→ **Task description**
Whatever the data contains, copy all of it exactly.

Collected data entries:
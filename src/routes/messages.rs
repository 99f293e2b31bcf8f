use actix_web::{HttpRequest, HttpResponse, Result as ActixResult, web};
use once_cell::sync::Lazy;

use crate::middlewares;
use crate::models::messages::requests::{ConversationQuery, SendMessageRequest};
use crate::services::MessageService;
use crate::utils::{SafeIDI64, SafePartnerIdI64};

// 懒加载的全局 MessageService 实例
static MESSAGE_SERVICE: Lazy<MessageService> = Lazy::new(MessageService::new_lazy);

// HTTP处理程序
pub async fn send_message(
    req: HttpRequest,
    message_data: web::Json<SendMessageRequest>,
) -> ActixResult<HttpResponse> {
    MESSAGE_SERVICE
        .send_message(message_data.into_inner(), &req)
        .await
}

pub async fn list_conversations(req: HttpRequest) -> ActixResult<HttpResponse> {
    MESSAGE_SERVICE.list_conversations(&req).await
}

pub async fn get_conversation(
    req: HttpRequest,
    partner_id: SafePartnerIdI64,
    query: web::Query<ConversationQuery>,
) -> ActixResult<HttpResponse> {
    MESSAGE_SERVICE
        .get_conversation(partner_id.0, query.into_inner(), &req)
        .await
}

pub async fn mark_message_read(
    req: HttpRequest,
    message_id: SafeIDI64,
) -> ActixResult<HttpResponse> {
    MESSAGE_SERVICE.mark_message_read(message_id.0, &req).await
}

pub async fn get_unread_count(req: HttpRequest) -> ActixResult<HttpResponse> {
    MESSAGE_SERVICE.get_unread_count(&req).await
}

// 配置路由
pub fn configure_message_routes(cfg: &mut web::ServiceConfig) {
    cfg.service(
        web::scope("/api/v1/messages")
            .wrap(middlewares::RequireJWT)
            .route("", web::post().to(send_message))
            .route("/conversations", web::get().to(list_conversations))
            .route(
                "/conversations/{partner_id}",
                web::get().to(get_conversation),
            )
            .route("/unread-count", web::get().to(get_unread_count))
            .route("/{id}/read", web::patch().to(mark_message_read)),
    );
}
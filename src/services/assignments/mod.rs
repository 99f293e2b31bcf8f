pub mod archive;
pub mod create;
pub mod detail;
pub mod list;
pub mod update;

use actix_web::{HttpRequest, HttpResponse, Result as ActixResult};
use std::sync::Arc;

use crate::models::assignments::requests::{
    AssignmentListQuery, CreateAssignmentRequest, UpdateAssignmentRequest,
};
use crate::storage::Storage;

pub struct AssignmentService {
    storage: Option<Arc<dyn Storage>>,
}

impl AssignmentService {
    pub fn new_lazy() -> Self {
        Self { storage: None }
    }

    pub(crate) fn get_storage(&self, request: &HttpRequest) -> Arc<dyn Storage> {
        if let Some(storage) = &self.storage {
            storage.clone()
        } else {
            request
                .app_data::<actix_web::web::Data<Arc<dyn Storage>>>()
                .expect("Storage not found in app data")
                .get_ref()
                .clone()
        }
    }

    // 布置作业
    pub async fn create_assignment(
        &self,
        assignment_data: CreateAssignmentRequest,
        request: &HttpRequest,
    ) -> ActixResult<HttpResponse> {
        create::create_assignment(self, assignment_data, request).await
    }

    // 按角色列出作业
    pub async fn list_assignments(
        &self,
        query: AssignmentListQuery,
        request: &HttpRequest,
    ) -> ActixResult<HttpResponse> {
        list::list_assignments(self, query, request).await
    }

    // 作业详情
    pub async fn get_assignment(
        &self,
        assignment_id: i64,
        request: &HttpRequest,
    ) -> ActixResult<HttpResponse> {
        detail::get_assignment(self, assignment_id, request).await
    }

    // 更新作业
    pub async fn update_assignment(
        &self,
        assignment_id: i64,
        update_data: UpdateAssignmentRequest,
        request: &HttpRequest,
    ) -> ActixResult<HttpResponse> {
        update::update_assignment(self, assignment_id, update_data, request).await
    }

    // 归档作业（删除语义）
    pub async fn archive_assignment(
        &self,
        assignment_id: i64,
        request: &HttpRequest,
    ) -> ActixResult<HttpResponse> {
        archive::archive_assignment(self, assignment_id, request).await
    }
}
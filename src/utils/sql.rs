/// 转义 LIKE 模式中的特殊字符，防止用户输入被当作通配符
pub fn escape_like_pattern(input: &str) -> String {
    input
        .replace('\\', "\\\\")
        .replace('%', "\\%")
        .replace('_', "\\_")
}

#[cfg(test)]
mod tests {
    use super::*;

    #[test]
    fn test_escape_like_pattern() {
        assert_eq!(escape_like_pattern("plain"), "plain");
        assert_eq!(escape_like_pattern("50%"), "50\\%");
        assert_eq!(escape_like_pattern("a_b"), "a\\_b");
        assert_eq!(escape_like_pattern("a\\b"), "a\\\\b");
    }
}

→ **Completed task**
filename src/routes/messages.rs
repository 99f293e2b31bcf8f
use actix_web::{HttpRequest, HttpResponse, Result as ActixResult, web};
use once_cell::sync::Lazy;

use crate::middlewares;
use crate::models::messages::requests::{ConversationQuery, SendMessageRequest};
use crate::services::MessageService;
use crate::utils::{SafeIDI64, SafePartnerIdI64};

// 懒加载的全局 MessageService 实例
static MESSAGE_SERVICE: Lazy<MessageService> = Lazy::new(MessageService::new_lazy);

// HTTP处理程序
pub async fn send_message(
    req: HttpRequest,
    message_data: web::Json<SendMessageRequest>,
) -> ActixResult<HttpResponse> {
    MESSAGE_SERVICE
        .send_message(message_data.into_inner(), &req)
        .await
}

pub async fn list_conversations(req: HttpRequest) -> ActixResult<HttpResponse> {
    MESSAGE_SERVICE.list_conversations(&req).await
}

pub async fn get_conversation(
    req: HttpRequest,
    partner_id: SafePartnerIdI64,
    query: web::Query<ConversationQuery>,
) -> ActixResult<HttpResponse> {
    MESSAGE_SERVICE
        .get_conversation(partner_id.0, query.into_inner(), &req)
        .await
}

pub async fn mark_message_read(
    req: HttpRequest,
    message_id: SafeIDI64,
) -> ActixResult<HttpResponse> {
    MESSAGE_SERVICE.mark_message_read(message_id.0, &req).await
}

pub async fn get_unread_count(req: HttpRequest) -> ActixResult<HttpResponse> {
    MESSAGE_SERVICE.get_unread_count(&req).await
}

// 配置路由
pub fn configure_message_routes(cfg: &mut web::ServiceConfig) {
    cfg.service(
        web::scope("/api/v1/messages")
            .wrap(middlewares::RequireJWT)
            .route("", web::post().to(send_message))
            .route("/conversations", web::get().to(list_conversations))
            .route(
                "/conversations/{partner_id}",
                web::get().to(get_conversation),
            )
            .route("/unread-count", web::get().to(get_unread_count))
            .route("/{id}/read", web::patch().to(mark_message_read)),
    );
}
filename src/services/assignments/mod.rs
repository 99f293e2b31bcf8f
pub mod archive;
pub mod create;
pub mod detail;
pub mod list;
pub mod update;

use actix_web::{HttpRequest, HttpResponse, Result as ActixResult};
use std::sync::Arc;

use crate::models::assignments::requests::{
    AssignmentListQuery, CreateAssignmentRequest, UpdateAssignmentRequest,
};
use crate::storage::Storage;

pub struct AssignmentService {
    storage: Option<Arc<dyn Storage>>,
}

impl AssignmentService {
    pub fn new_lazy() -> Self {
        Self { storage: None }
    }

    pub(crate) fn get_storage(&self, request: &HttpRequest) -> Arc<dyn Storage> {
        if let Some(storage) = &self.storage {
            storage.clone()
        } else {
            request
                .app_data::<actix_web::web::Data<Arc<dyn Storage>>>()
                .expect("Storage not found in app data")
                .get_ref()
                .clone()
        }
    }

    // 布置作业
    pub async fn create_assignment(
        &self,
        assignment_data: CreateAssignmentRequest,
        request: &HttpRequest,
    ) -> ActixResult<HttpResponse> {
        create::create_assignment(self, assignment_data, request).await
    }

    // 按角色列出作业
    pub async fn list_assignments(
        &self,
        query: AssignmentListQuery,
        request: &HttpRequest,
    ) -> ActixResult<HttpResponse> {
        list::list_assignments(self, query, request).await
    }

    // 作业详情
    pub async fn get_assignment(
        &self,
        assignment_id: i64,
        request: &HttpRequest,
    ) -> ActixResult<HttpResponse> {
        detail::get_assignment(self, assignment_id, request).await
    }

    // 更新作业
    pub async fn update_assignment(
        &self,
        assignment_id: i64,
        update_data: UpdateAssignmentRequest,
        request: &HttpRequest,
    ) -> ActixResult<HttpResponse> {
        update::update_assignment(self, assignment_id, update_data, request).await
    }

    // 归档作业（删除语义）
    pub async fn archive_assignment(
        &self,
        assignment_id: i64,
        request: &HttpRequest,
    ) -> ActixResult<HttpResponse> {
        archive::archive_assignment(self, assignment_id, request).await
    }
}
filename src/utils/sql.rs
/// 转义 LIKE 模式中的特殊字符，防止用户输入被当作通配符
pub fn escape_like_pattern(input: &str) -> String {
    input
        .replace('\\', "\\\\")
        .replace('%', "\\%")
        .replace('_', "\\_")
}

#[cfg(test)]
mod tests {
    use super::*;

    #[test]
    fn test_escape_like_pattern() {
        assert_eq!(escape_like_pattern("plain"), "plain");
        assert_eq!(escape_like_pattern("50%"), "50\\%");
        assert_eq!(escape_like_pattern("a_b"), "a\\_b");
        assert_eq!(escape_like_pattern("a\\b"), "a\\\\b");
    }
}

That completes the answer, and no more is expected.